Shit.
I don’t wait for him to notice me. My voice is a growl. “Drive.”
The driver obeys, tires spitting gravel as we pull away from the church.
We’ve barely cleared the drive when unease sinks in, heavy and cold.
Did he see me?
One glimpse could destroy it all: me, my operation, the women and children I save. Or worse, it would shove him and every woman he’s rescued straight into the line of fire.
Fuck.
My phone buzzes in my pocket.
Dominic.
Just what I need. Another crisis.
He never calls unless something’s bleeding, burning, or blowing up. And since he’s babysitting my Pom, it could damn well be all three.
I answer. “Problem?”
“You could say that.” His voice is steady, but the edges fray with something I don’t like. Hesitation.
Then a beat of silence. Too long.
A sharp pinch lodges in my chest. “Keeping a homicidal maniac in suspense is a bad look. Just ask Emilio.”

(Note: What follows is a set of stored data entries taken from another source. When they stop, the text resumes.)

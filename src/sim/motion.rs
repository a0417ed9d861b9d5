//! Per-frame body motion: orbital advance, self-rotation and the
//! selection pulse.

use std::f32::consts::TAU;

use bevy::prelude::*;

use crate::picking::SelectedBody;
use crate::scene::Planet;
use crate::sim::clock::SimClock;
use crate::sim::resources::OrbitSpeeds;

/// Tuning for body motion.
#[derive(Resource)]
pub struct MotionConfig {
    /// Converts a speed multiplier into radians per second.
    pub angular_scale: f32,
    /// Self-rotation rate of the sun (rad/s).
    pub sun_spin: f32,
    /// Self-rotation rate of every planet (rad/s).
    pub planet_spin: f32,
    /// Angular frequency of the selection pulse (rad/s).
    pub pulse_rate: f32,
    /// Scale amplitude of the selection pulse.
    pub pulse_amplitude: f32,
}

impl Default for MotionConfig {
    fn default() -> Self {
        Self {
            angular_scale: 0.1,
            sun_spin: 0.5,
            planet_spin: 2.0,
            pulse_rate: 5.0,
            pulse_amplitude: 0.1,
        }
    }
}

/// Orbital state for one body: a phase angle on a circular track.
#[derive(Component)]
pub struct Orbit {
    pub distance: f32,
    pub angle: f32,
}

impl Orbit {
    /// Advance the phase angle, wrapping into `[0, 2π)`.
    pub fn advance(&mut self, delta_angle: f32) {
        self.angle = (self.angle + delta_angle).rem_euclid(TAU);
    }

    /// World-space position on the orbit track.
    pub fn position(&self) -> Vec3 {
        Vec3::new(
            self.angle.cos() * self.distance,
            0.0,
            self.angle.sin() * self.distance,
        )
    }
}

/// Constant self-rotation about +Y, in rad/s.
#[derive(Component)]
pub struct Spin(pub f32);

/// Move each body along its orbit track by its current speed multiplier.
pub fn advance_orbits(
    clock: Res<SimClock>,
    speeds: Res<OrbitSpeeds>,
    config: Res<MotionConfig>,
    mut bodies: Query<(&mut Transform, &mut Orbit, &Planet)>,
) {
    let delta = clock.delta();
    if delta == 0.0 {
        return;
    }
    for (mut transform, mut orbit, planet) in &mut bodies {
        orbit.advance(speeds.get(planet.index) * delta * config.angular_scale);
        transform.translation = orbit.position();
    }
}

/// Rotate spinning bodies about their own axis.
pub fn spin_bodies(clock: Res<SimClock>, mut spinners: Query<(&mut Transform, &Spin)>) {
    let delta = clock.delta();
    if delta == 0.0 {
        return;
    }
    for (mut transform, spin) in &mut spinners {
        transform.rotate_y(spin.0 * delta);
    }
}

/// Pulse the selected body's scale; everything else sits at unit scale.
///
/// The pulse runs on the animation clock, so it freezes in place while
/// paused and picks up where it left off on resume.
pub fn pulse_selected(
    clock: Res<SimClock>,
    selected: Res<SelectedBody>,
    config: Res<MotionConfig>,
    mut bodies: Query<(&mut Transform, &Planet)>,
) {
    let scale = pulse_scale(clock.elapsed(), config.pulse_rate, config.pulse_amplitude);
    for (mut transform, planet) in &mut bodies {
        let target = if selected.0 == Some(planet.index) {
            scale
        } else {
            1.0
        };
        transform.scale = Vec3::splat(target);
    }
}

/// Sinusoidal scale factor around 1.0.
pub fn pulse_scale(elapsed: f64, rate: f32, amplitude: f32) -> f32 {
    1.0 + (elapsed as f32 * rate).sin() * amplitude
}

#[cfg(test)]
mod tests {
    use super::*;

    #[test]
    fn advance_wraps_into_one_turn() {
        let mut orbit = Orbit {
            distance: 10.0,
            angle: 0.0,
        };
        orbit.advance(TAU + 1.0);
        assert!((orbit.angle - 1.0).abs() < 1e-5);
        orbit.advance(-2.0);
        assert!(orbit.angle >= 0.0 && orbit.angle < TAU);
        assert!((orbit.angle - (TAU - 1.0)).abs() < 1e-5);
    }

    #[test]
    fn many_small_steps_match_one_large_step() {
        let mut fine = Orbit {
            distance: 10.0,
            angle: 0.3,
        };
        let mut coarse = Orbit {
            distance: 10.0,
            angle: 0.3,
        };
        let rate = 0.47;
        for _ in 0..1000 {
            fine.advance(rate * 0.01);
        }
        coarse.advance(rate * 10.0);
        assert!((fine.angle - coarse.angle).abs() < 1e-3);
    }

    #[test]
    fn position_stays_on_the_track() {
        let mut orbit = Orbit {
            distance: 20.0,
            angle: 0.0,
        };
        for _ in 0..100 {
            orbit.advance(0.37);
            let position = orbit.position();
            assert!((position.length() - 20.0).abs() < 1e-4);
            assert_eq!(position.y, 0.0);
        }
    }

    #[test]
    fn pulse_stays_within_amplitude() {
        for step in 0..1000 {
            let scale = pulse_scale(step as f64 * 0.013, 5.0, 0.1);
            assert!(scale >= 0.9 - 1e-6 && scale <= 1.1 + 1e-6);
        }
    }

    #[test]
    fn pulse_period_matches_rate() {
        let period = f64::from(TAU / 5.0);
        let a = pulse_scale(0.4, 5.0, 0.1);
        let b = pulse_scale(0.4 + period, 5.0, 0.1);
        assert!((a - b).abs() < 1e-4);
    }
}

“It’s Riley,” Dominic says. My pulse pumps harder. “She’s fine. But… I can’t talk now. Little ears and all.”
I picture Misha and Katya hanging on his every word—like the time they asked their babushka what a concrete shoe was.
Misha actually wanted to try one on.
Dominic lowers his voice. “You’ll want to see her when you get back.”
Tell me something I don’t know. Every time I walk through the door, I want to see her.
Most of my life, I’ve been the calm one. Cold. Collected. Kill first, ask later.
But with her? She’s the crack in my armor. My compulsion. My obsession.
My voice stays flat. “On my way now.”
I end the call and sink back into the seat, my mind already racing a mile ahead.
Another fire.
Why is it with Pom, there’s always another fire?
26
ZVER
By the time I reach the house, Dominic’s already waiting. Scrapes streak his brow, dirt and blood mixed with sweat.
Alarm bells ring in the back of my head. Something happened. And Pom was at the center of it.